* Dataset entries *

• • • • • • •

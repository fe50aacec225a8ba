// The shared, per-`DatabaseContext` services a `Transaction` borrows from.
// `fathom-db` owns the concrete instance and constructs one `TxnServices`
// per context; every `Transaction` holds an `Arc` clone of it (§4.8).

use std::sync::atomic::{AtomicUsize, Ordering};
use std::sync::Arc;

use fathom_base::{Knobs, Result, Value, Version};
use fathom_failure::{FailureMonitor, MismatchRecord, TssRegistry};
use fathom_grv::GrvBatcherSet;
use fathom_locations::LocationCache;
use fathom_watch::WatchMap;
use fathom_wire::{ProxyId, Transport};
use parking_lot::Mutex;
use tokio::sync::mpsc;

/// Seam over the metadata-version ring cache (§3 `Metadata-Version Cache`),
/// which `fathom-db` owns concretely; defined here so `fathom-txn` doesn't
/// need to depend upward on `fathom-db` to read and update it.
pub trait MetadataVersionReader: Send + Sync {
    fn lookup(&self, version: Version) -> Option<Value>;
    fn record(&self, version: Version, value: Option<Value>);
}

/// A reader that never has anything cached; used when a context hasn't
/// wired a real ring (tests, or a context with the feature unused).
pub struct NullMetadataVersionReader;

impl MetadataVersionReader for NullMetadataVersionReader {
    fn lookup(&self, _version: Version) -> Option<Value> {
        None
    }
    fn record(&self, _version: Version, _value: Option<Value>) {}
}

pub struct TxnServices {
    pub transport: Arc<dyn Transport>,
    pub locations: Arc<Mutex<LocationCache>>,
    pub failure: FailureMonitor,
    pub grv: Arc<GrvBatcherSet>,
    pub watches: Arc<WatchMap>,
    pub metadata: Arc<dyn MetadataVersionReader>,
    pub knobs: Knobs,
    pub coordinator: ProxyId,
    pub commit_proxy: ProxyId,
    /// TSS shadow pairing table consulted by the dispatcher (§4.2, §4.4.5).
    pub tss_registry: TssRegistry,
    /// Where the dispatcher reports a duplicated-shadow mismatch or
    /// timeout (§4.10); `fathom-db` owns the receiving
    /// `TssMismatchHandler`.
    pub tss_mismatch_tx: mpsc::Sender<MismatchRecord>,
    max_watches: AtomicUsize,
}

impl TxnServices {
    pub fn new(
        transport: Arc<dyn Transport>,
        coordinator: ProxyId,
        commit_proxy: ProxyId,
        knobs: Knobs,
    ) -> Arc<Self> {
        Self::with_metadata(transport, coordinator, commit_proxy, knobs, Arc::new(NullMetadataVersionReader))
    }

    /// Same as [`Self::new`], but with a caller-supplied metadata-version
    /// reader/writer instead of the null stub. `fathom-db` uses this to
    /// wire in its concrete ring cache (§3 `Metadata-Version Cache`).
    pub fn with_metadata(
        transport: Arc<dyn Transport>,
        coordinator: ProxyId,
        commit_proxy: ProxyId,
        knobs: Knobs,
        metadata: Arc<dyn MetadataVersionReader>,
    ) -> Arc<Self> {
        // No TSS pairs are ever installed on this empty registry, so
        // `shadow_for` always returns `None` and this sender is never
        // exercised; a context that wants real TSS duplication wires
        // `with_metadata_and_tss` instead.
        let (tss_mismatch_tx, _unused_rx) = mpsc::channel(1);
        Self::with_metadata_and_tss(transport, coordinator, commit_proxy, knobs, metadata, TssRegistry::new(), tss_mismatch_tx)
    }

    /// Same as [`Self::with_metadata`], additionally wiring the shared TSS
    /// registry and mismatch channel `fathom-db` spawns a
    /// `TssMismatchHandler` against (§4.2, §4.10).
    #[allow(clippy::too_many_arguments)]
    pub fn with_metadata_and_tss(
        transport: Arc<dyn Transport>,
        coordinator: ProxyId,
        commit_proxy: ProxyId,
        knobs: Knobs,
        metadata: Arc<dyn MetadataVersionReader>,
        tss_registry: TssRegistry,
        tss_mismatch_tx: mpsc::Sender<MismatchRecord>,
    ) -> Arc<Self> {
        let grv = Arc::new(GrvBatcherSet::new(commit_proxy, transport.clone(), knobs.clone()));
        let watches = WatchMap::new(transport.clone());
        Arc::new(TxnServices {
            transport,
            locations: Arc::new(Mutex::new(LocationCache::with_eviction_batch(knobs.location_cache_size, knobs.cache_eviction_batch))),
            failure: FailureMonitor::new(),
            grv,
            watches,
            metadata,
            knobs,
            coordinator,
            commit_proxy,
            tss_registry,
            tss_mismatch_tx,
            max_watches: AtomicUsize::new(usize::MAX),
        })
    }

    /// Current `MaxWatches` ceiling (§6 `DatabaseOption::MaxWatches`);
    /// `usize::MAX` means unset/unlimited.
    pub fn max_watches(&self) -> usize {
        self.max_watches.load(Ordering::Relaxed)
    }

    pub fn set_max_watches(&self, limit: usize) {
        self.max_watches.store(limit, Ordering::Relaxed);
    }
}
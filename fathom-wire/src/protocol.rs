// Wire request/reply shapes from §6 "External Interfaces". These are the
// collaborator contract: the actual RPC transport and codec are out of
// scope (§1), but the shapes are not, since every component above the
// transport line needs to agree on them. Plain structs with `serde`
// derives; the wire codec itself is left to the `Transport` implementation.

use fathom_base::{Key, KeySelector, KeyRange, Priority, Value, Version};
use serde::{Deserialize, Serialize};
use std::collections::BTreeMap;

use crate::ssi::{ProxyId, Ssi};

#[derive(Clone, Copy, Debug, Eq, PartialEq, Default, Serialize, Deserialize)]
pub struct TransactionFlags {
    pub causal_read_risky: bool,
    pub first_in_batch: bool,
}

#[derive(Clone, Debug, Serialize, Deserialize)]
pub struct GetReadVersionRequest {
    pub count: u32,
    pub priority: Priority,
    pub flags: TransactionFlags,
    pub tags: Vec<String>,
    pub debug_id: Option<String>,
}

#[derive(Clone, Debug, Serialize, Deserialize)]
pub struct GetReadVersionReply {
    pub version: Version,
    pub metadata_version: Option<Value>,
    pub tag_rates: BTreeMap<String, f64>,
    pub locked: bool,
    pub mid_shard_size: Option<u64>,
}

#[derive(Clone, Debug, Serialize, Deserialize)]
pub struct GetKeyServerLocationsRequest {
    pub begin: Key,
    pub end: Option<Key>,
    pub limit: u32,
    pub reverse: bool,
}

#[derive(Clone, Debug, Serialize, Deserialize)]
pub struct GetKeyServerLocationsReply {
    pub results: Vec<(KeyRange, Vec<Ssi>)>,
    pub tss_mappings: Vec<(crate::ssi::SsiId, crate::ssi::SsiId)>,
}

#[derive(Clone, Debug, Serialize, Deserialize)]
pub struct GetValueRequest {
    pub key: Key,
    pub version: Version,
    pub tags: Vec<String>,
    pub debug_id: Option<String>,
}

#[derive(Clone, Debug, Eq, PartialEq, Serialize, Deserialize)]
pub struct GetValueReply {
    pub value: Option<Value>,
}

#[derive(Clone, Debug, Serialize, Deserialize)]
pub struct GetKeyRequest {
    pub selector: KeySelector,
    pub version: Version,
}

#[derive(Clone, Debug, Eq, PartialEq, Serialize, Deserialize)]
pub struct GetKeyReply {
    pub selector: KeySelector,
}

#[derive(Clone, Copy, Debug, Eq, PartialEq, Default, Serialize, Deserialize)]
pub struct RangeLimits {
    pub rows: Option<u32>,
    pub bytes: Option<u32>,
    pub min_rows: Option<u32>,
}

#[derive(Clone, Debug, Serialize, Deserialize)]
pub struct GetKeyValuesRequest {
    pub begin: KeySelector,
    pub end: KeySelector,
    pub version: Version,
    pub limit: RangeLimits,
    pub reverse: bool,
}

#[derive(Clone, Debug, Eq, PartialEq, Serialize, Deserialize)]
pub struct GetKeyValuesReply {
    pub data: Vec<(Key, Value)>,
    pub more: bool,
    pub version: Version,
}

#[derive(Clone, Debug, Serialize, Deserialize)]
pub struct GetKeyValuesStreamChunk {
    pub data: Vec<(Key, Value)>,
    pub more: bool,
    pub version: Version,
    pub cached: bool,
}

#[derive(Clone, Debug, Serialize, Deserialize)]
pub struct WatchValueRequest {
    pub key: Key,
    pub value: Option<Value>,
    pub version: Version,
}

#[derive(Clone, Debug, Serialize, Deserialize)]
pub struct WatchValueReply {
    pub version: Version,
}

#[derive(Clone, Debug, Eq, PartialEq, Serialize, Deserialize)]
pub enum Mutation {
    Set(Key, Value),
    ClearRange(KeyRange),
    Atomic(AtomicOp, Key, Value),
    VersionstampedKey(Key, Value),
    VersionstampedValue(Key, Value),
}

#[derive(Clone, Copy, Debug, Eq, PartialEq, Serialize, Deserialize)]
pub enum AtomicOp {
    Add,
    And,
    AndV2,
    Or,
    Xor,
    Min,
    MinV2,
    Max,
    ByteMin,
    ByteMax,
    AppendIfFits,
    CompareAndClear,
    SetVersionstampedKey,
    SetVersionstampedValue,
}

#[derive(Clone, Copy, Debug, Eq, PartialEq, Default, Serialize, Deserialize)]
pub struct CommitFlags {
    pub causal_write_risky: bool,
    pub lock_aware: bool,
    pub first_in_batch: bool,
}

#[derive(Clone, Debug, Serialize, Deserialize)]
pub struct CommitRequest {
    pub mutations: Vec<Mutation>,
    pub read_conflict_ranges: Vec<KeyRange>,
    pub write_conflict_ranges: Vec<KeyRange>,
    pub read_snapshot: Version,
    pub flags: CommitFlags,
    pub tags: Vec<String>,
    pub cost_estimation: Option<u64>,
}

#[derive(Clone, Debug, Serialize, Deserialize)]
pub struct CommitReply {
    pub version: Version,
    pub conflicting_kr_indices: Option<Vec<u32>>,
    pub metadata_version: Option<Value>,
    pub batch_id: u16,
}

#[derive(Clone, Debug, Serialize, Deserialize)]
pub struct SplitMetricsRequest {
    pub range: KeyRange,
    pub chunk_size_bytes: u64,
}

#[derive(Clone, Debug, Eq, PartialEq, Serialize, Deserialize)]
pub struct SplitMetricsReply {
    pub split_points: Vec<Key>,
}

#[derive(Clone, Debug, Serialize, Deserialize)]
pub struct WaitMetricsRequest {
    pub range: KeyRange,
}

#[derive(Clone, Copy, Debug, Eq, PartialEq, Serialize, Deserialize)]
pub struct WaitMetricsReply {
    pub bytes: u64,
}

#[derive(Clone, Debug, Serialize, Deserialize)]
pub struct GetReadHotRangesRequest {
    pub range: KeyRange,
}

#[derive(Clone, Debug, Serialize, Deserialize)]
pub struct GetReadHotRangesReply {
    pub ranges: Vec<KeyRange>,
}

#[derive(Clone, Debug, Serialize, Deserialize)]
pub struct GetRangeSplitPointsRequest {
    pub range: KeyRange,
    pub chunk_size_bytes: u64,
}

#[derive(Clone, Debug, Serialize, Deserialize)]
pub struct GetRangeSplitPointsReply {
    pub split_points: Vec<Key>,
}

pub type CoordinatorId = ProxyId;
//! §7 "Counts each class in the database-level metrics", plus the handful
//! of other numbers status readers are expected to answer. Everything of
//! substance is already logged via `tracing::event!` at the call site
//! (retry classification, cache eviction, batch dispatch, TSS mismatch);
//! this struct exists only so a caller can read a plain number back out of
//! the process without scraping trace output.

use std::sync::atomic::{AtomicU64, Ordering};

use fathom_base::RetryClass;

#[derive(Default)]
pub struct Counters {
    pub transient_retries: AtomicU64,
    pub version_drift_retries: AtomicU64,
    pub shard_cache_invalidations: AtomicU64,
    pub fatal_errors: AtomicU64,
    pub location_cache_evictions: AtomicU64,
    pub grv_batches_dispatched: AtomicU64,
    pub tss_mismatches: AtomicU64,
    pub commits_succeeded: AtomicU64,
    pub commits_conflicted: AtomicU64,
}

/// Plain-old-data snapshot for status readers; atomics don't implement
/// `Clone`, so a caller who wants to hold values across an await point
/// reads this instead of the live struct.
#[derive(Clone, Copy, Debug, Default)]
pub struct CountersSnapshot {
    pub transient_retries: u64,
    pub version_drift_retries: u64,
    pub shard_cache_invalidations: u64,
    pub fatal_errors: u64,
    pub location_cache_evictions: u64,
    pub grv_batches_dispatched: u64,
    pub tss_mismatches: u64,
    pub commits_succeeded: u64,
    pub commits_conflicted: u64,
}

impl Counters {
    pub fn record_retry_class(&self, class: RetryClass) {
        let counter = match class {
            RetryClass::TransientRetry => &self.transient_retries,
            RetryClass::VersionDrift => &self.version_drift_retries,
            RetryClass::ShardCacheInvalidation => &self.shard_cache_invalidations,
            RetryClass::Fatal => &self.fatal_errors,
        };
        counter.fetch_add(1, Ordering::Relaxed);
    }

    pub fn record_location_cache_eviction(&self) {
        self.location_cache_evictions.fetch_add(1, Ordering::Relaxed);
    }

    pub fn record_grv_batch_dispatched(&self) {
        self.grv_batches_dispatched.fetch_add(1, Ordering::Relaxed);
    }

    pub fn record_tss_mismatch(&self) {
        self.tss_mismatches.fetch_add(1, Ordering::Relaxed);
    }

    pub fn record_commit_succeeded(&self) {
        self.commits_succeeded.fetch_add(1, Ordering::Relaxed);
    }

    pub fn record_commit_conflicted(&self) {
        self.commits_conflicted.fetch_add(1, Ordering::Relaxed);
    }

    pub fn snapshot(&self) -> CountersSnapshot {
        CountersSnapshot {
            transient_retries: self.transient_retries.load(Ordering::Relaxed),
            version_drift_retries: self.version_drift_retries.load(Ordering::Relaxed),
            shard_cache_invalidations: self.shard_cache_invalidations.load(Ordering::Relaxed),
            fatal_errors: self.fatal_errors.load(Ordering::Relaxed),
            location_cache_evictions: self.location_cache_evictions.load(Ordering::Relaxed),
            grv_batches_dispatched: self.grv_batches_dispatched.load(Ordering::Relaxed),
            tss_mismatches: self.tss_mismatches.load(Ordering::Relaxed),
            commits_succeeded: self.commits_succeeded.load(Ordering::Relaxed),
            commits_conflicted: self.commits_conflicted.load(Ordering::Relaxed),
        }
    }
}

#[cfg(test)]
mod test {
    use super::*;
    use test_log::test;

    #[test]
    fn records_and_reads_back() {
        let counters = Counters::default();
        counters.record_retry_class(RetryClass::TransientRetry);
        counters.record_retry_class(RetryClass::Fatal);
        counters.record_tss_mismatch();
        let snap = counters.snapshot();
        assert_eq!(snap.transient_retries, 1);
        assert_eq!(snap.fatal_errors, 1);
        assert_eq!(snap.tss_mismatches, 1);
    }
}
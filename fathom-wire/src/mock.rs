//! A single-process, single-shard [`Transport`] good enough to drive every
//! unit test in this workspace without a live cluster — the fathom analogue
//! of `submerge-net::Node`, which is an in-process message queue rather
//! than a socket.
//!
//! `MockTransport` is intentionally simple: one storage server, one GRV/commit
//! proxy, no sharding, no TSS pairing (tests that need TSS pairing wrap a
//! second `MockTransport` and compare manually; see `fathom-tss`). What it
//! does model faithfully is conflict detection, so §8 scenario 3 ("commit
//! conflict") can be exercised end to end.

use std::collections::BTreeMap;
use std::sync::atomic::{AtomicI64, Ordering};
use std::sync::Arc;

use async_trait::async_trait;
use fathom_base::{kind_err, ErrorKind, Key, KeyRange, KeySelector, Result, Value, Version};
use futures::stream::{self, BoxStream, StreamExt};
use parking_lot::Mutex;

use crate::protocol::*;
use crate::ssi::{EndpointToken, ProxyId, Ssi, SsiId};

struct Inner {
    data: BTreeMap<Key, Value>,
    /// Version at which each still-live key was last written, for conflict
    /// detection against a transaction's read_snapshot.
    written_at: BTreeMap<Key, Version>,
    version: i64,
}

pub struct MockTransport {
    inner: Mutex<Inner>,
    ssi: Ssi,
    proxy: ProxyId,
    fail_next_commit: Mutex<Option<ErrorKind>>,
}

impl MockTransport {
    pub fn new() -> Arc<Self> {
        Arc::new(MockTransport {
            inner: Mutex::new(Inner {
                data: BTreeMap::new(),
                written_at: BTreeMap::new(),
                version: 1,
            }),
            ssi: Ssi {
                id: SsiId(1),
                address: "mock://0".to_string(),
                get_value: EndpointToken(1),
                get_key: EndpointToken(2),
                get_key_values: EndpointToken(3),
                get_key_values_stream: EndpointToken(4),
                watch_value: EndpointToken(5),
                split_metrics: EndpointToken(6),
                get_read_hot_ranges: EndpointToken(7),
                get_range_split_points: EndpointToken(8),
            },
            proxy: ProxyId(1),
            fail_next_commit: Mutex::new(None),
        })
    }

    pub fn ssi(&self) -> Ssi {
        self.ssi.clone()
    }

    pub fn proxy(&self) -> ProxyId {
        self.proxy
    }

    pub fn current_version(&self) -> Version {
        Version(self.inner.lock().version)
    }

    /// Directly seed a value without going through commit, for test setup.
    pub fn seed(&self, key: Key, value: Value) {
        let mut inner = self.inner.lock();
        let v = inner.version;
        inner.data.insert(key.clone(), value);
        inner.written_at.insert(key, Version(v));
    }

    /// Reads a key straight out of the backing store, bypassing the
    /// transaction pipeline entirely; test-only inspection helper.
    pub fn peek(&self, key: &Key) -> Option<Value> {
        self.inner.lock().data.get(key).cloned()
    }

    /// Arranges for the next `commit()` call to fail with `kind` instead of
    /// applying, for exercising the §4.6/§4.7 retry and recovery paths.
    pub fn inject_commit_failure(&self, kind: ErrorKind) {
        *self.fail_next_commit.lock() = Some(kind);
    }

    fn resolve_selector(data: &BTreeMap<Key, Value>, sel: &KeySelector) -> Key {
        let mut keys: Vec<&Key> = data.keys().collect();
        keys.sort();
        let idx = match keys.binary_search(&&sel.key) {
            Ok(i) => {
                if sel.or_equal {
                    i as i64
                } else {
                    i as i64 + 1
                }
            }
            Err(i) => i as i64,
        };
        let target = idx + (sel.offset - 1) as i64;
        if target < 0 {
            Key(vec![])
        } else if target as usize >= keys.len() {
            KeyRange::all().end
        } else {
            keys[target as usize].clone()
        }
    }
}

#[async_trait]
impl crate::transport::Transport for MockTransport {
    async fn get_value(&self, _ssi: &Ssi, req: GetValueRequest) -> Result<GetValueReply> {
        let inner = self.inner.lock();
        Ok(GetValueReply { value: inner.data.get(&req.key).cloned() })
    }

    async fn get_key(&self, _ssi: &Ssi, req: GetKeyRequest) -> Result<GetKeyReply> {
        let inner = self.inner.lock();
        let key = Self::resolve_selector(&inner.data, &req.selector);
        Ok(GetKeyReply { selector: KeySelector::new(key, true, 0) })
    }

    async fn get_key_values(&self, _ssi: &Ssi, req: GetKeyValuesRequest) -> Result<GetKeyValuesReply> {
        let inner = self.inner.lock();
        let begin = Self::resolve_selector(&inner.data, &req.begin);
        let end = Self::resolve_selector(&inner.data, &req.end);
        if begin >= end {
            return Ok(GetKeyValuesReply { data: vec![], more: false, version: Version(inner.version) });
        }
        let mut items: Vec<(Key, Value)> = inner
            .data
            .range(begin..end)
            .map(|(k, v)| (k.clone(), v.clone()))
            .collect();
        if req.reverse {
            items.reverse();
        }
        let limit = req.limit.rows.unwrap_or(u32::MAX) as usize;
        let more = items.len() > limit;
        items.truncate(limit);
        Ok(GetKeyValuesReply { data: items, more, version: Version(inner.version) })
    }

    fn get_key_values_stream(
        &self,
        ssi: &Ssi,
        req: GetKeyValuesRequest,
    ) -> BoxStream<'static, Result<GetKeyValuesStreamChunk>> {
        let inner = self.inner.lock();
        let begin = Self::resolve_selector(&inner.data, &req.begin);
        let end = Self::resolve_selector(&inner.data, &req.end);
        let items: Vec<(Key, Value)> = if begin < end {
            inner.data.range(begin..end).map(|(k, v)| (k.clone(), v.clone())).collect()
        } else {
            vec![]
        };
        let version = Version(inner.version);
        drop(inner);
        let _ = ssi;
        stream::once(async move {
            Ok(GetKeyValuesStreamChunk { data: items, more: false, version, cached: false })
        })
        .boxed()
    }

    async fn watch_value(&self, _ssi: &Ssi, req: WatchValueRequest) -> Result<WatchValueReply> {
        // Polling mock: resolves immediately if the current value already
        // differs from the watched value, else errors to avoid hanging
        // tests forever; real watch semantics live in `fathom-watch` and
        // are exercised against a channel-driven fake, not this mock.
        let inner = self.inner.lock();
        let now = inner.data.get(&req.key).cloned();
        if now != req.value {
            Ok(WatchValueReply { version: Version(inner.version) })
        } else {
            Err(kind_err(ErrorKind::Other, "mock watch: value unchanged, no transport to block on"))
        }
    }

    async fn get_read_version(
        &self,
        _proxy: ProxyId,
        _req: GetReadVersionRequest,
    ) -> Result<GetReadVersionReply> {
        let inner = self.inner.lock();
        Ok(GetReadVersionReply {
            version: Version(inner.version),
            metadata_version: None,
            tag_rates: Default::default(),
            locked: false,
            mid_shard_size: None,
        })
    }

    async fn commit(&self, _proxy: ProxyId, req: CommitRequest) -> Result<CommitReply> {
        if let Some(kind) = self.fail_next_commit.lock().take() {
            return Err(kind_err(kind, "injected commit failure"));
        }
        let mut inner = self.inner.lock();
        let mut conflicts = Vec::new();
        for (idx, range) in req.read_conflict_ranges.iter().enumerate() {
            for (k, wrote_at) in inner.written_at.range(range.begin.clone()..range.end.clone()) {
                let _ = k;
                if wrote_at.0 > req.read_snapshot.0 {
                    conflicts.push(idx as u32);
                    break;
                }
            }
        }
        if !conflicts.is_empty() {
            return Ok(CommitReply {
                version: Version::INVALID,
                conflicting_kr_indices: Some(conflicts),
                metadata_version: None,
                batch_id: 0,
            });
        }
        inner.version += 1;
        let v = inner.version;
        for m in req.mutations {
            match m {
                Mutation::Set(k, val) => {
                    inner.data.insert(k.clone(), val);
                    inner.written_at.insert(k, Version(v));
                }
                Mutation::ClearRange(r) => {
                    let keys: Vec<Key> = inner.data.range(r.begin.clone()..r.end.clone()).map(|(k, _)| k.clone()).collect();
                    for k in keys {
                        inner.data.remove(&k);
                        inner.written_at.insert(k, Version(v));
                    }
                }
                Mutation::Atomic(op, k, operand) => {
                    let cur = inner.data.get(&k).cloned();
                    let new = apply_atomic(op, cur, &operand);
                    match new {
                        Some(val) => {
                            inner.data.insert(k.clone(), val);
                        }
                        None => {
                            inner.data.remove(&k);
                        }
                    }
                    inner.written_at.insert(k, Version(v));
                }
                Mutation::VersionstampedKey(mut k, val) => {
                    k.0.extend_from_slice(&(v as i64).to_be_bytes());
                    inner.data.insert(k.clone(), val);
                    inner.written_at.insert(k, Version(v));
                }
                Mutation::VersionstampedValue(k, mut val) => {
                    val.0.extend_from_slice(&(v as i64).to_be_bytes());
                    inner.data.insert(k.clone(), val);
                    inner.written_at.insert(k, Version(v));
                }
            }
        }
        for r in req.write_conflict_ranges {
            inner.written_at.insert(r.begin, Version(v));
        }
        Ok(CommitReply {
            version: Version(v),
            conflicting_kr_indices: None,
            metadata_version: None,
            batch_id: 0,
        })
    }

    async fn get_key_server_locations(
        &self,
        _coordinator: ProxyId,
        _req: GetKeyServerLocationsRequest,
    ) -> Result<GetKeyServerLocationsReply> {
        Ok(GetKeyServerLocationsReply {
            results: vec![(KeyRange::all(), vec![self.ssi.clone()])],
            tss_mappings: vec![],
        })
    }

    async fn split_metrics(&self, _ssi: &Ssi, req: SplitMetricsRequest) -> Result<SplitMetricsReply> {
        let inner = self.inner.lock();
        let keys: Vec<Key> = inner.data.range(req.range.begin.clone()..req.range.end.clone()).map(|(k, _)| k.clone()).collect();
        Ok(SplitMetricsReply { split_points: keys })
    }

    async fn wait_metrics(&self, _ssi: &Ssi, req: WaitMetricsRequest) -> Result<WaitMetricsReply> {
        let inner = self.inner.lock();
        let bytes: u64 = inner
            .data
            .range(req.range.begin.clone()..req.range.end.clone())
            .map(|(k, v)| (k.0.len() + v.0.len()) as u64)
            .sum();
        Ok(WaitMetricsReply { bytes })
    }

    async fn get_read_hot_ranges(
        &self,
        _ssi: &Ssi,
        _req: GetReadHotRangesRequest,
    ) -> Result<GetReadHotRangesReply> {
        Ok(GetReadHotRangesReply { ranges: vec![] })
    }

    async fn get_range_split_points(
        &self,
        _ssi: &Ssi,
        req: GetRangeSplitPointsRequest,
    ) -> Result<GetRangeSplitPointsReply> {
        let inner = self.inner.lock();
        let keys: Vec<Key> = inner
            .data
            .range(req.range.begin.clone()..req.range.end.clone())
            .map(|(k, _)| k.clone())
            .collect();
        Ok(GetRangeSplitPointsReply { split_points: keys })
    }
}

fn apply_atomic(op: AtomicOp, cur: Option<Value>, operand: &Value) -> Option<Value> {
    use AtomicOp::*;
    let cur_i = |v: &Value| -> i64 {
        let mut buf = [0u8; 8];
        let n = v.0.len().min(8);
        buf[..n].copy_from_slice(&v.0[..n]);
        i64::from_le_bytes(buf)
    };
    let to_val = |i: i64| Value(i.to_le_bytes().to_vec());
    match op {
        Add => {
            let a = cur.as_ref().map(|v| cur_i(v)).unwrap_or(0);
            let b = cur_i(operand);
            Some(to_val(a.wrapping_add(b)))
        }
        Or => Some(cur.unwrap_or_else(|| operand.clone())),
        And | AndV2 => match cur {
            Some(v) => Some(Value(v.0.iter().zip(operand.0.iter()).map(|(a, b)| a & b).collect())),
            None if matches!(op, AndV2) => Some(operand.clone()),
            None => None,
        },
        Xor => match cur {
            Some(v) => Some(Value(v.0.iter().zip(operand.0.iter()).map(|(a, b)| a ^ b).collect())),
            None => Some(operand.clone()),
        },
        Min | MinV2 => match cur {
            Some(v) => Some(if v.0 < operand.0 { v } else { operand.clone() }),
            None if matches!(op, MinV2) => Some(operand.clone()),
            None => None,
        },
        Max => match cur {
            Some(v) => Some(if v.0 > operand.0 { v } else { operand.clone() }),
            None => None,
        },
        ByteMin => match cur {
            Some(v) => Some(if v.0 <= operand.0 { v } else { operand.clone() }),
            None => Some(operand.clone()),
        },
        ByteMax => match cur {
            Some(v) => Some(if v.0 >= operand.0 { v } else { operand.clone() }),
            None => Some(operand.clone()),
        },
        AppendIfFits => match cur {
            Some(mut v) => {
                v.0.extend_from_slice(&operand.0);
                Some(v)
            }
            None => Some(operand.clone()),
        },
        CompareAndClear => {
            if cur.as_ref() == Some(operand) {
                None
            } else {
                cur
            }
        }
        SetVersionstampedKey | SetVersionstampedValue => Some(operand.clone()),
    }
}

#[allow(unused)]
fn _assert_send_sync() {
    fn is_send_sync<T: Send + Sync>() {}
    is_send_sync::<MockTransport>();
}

• • • • • • •

* EXERCISE REQUIREMENTS *
Search the entries for the word "AppendIfFits" and copy every line that has it.

* COMPLETED TASK *
    AppendIfFits,
        AppendIfFits => match cur {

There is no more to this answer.